39. The method of claim 35, wherein the volatile inhibitor is present in an amount such that the molar ratio of volatile inhibitor to molybdenum in the vanadia-based catalyst composition is 0.05: 1 to 5: 1. Gt;
Concept 40. A method of making a titania based catalyst support material,
(a) providing a titania aqueous slurry,
(b) exposing the titania aqueous slurry to a soluble promoter compound selected from the group consisting of tungsten, molybdenum, and combinations thereof, and adding a sufficient amount of phosphate to provide a molar ratio of phosphorus: tungsten to molybdenum sum of at least 0.2: 1, Adjusting to a pH at which a promoter-titania mixture can be produced,
(c) removing water from the phosphatized promoter-titania mixture resulting from step (b) to obtain a promoter-titania mixture solid fraction, and firing the solid content of the promoter-titania mixture to obtain a promoter having a molar ratio of phosphorus: tungsten to molybdenum mole ratio of 0.2: - &lt; / RTI &gt; titania support material.
Concept 41. The method of embodiment 40 wherein said soluble phosphate compound is added in an amount sufficient to ensure that the molar ratio of phosphorus promoter in the titania based catalyst support material is in the range of 0.2: 1 to 4: 1. &Lt; / RTI &gt;
42. The method of claim 40 wherein the soluble promoter is a soluble tungsten compound.
Concept 43. The method of preparing a titania-based catalyst support material according to concept 40, wherein the soluble promoter is a soluble molybdenum compound.
Concept 44. The method of embodiment 43 wherein the phosphate compound is added in an amount sufficient to provide a molar ratio of phosphorus: molybdenum in the titania based catalyst support material in the range of 0.2: 1 to 4: 1. &Lt; / RTI &gt;
Concept 45. The method of concept 43, wherein the step (a) further comprises exposing the phosphated promoter-titania mixture to a soluble volatile inhibitor, wherein the soluble volatile inhibitor compound is a soluble zirconium compound, a soluble tin compound, a soluble manganese compound, The present invention relates to a method for producing a cobalt compound, which comprises the steps of preparing a cobalt compound, a lanthanum compound, a soluble cobalt compound, a soluble niobium compound, a soluble zinc compound, a soluble bismuth compound, a soluble aluminum compound, a soluble nickel compound, a soluble chromium compound, a soluble iron compound, a soluble yttrium compound, Wherein the catalyst is selected from the group consisting of compounds and combinations thereof.
Concept 46. The method of preparing a titania-based catalyst support material according to concept 45, wherein the soluble volatile inhibitor compound is selected from the group consisting of soluble tin compounds, soluble zirconium compounds, and combinations thereof.
Concept 47. The method of concept 46 wherein said method is selected from the group consisting of lanthanum, cobalt, zinc, copper, niobium, silver, bismuth, aluminum, nickel, chromium, iron, yttrium, gallium, germanium, indium, Further comprising the step of adding the transition or main group metal to either step (b) or step (e).

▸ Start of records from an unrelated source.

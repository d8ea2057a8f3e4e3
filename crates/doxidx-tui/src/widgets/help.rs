//! Help popup — a centered key-reference overlay, toggled with `?`.

use crate::theme::Theme;
use ratatui::{
    buffer::Buffer,
    layout::Rect,
    text::{Line, Span},
    widgets::{Block, Clear, Paragraph, Widget},
};

const BINDINGS: &[(&str, &str)] = &[
    ("/", "focus the search input"),
    ("Esc", "leave the search input / close this popup"),
    ("Tab", "cycle focus between panes"),
    ("m", "toggle prefix / substring matching"),
    ("j / k, ↑ / ↓", "move the selection"),
    ("PgUp / PgDn", "page through matches"),
    ("g / G", "jump to first / last match"),
    ("r", "reload the index from disk"),
    ("?", "toggle this help"),
    ("q, Ctrl+c", "quit"),
];

pub struct HelpPopup<'a> {
    theme: &'a Theme,
}

impl<'a> HelpPopup<'a> {
    pub fn new(theme: &'a Theme) -> Self {
        Self { theme }
    }
}

impl Widget for HelpPopup<'_> {
    fn render(self, area: Rect, buf: &mut Buffer) {
        let width = 52.min(area.width);
        let height = (BINDINGS.len() as u16 + 2).min(area.height);
        let popup = Rect {
            x: area.x + (area.width.saturating_sub(width)) / 2,
            y: area.y + (area.height.saturating_sub(height)) / 2,
            width,
            height,
        };

        Clear.render(popup, buf);

        let block = Block::bordered()
            .title("Help")
            .border_style(self.theme.border_focused);
        let inner = block.inner(popup);
        block.render(popup, buf);

        let lines: Vec<Line> = BINDINGS
            .iter()
            .map(|(key, action)| {
                Line::from(vec![
                    Span::styled(format!("{key:>14}  "), self.theme.help_key),
                    Span::styled(*action, self.theme.help_text),
                ])
            })
            .collect();

        Paragraph::new(lines).render(inner, buf);
    }
}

Concept 48. The method of producing a titania-based catalyst support material as in Concept 45, wherein the soluble volatile inhibitor is added as an aqueous solution.

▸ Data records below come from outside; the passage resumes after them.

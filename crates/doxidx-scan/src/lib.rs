//! doxidx-scan — filesystem side of doxidx.
//!
//! Discovers the fragment files a Doxygen build leaves under
//! `docs/html/search/`, classifies them by [`SymbolCategory`], bulk-loads
//! them into an [`Index`](doxidx_core::Index), and can watch the search
//! directory for regeneration. All I/O happens here; doxidx-core never
//! touches the filesystem.

pub mod discover;
pub mod watch;

pub use discover::{discover, load_dir, load_files, resolve_search_dir, FragmentFile};
pub use watch::{watch, IndexWatcher};

use doxidx_core::ParseError;
use std::path::PathBuf;
use thiserror::Error;

/// Errors from discovering, reading, or watching fragment files. Each
/// variant names the path it failed on.
#[derive(Debug, Error)]
pub enum ScanError {
    #[error("failed to read {path}: {source}")]
    Io {
        path: PathBuf,
        #[source]
        source: std::io::Error,
    },

    #[error("{path}: {source}")]
    Parse {
        path: PathBuf,
        #[source]
        source: ParseError,
    },

    /// `root` does not contain a `search/` directory in any of the layouts
    /// Doxygen produces.
    #[error("no search index found under {path}")]
    MissingIndex { path: PathBuf },

    #[error("failed to watch {path}: {source}")]
    Watch {
        path: PathBuf,
        #[source]
        source: notify::Error,
    },
}

impl ScanError {
    pub(crate) fn io(path: impl Into<PathBuf>, source: std::io::Error) -> Self {
        ScanError::Io { path: path.into(), source }
    }
}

Concept 49. The concept of Concept 45 wherein the volatile inhibitor is present in an amount such that the molar ratio of volatile inhibitor to molybdenum in the vanadia based catalyst support material is 0.05: 1 to 5: 1. Gt;
Concept 50. A method for reducing NO _x compounds in a gas or liquid, comprising contacting a gas or liquid with a vanadia-based catalyst composition for a time sufficient to reduce the concentration of the NO _x compound in the gas or liquid, Silver titania based support material; Vanadia deposited on a titania-based support material; An initial promoter containing a combination of tungsten oxide, molybdenum oxide or tungsten oxide and molybdenum oxide; A: method for the reduction of the NO _x compounds in the gas or liquid which comprises a quantity of phosphate which is at least 1: 0.2 molar ratio of tungsten and molybdenum agreement.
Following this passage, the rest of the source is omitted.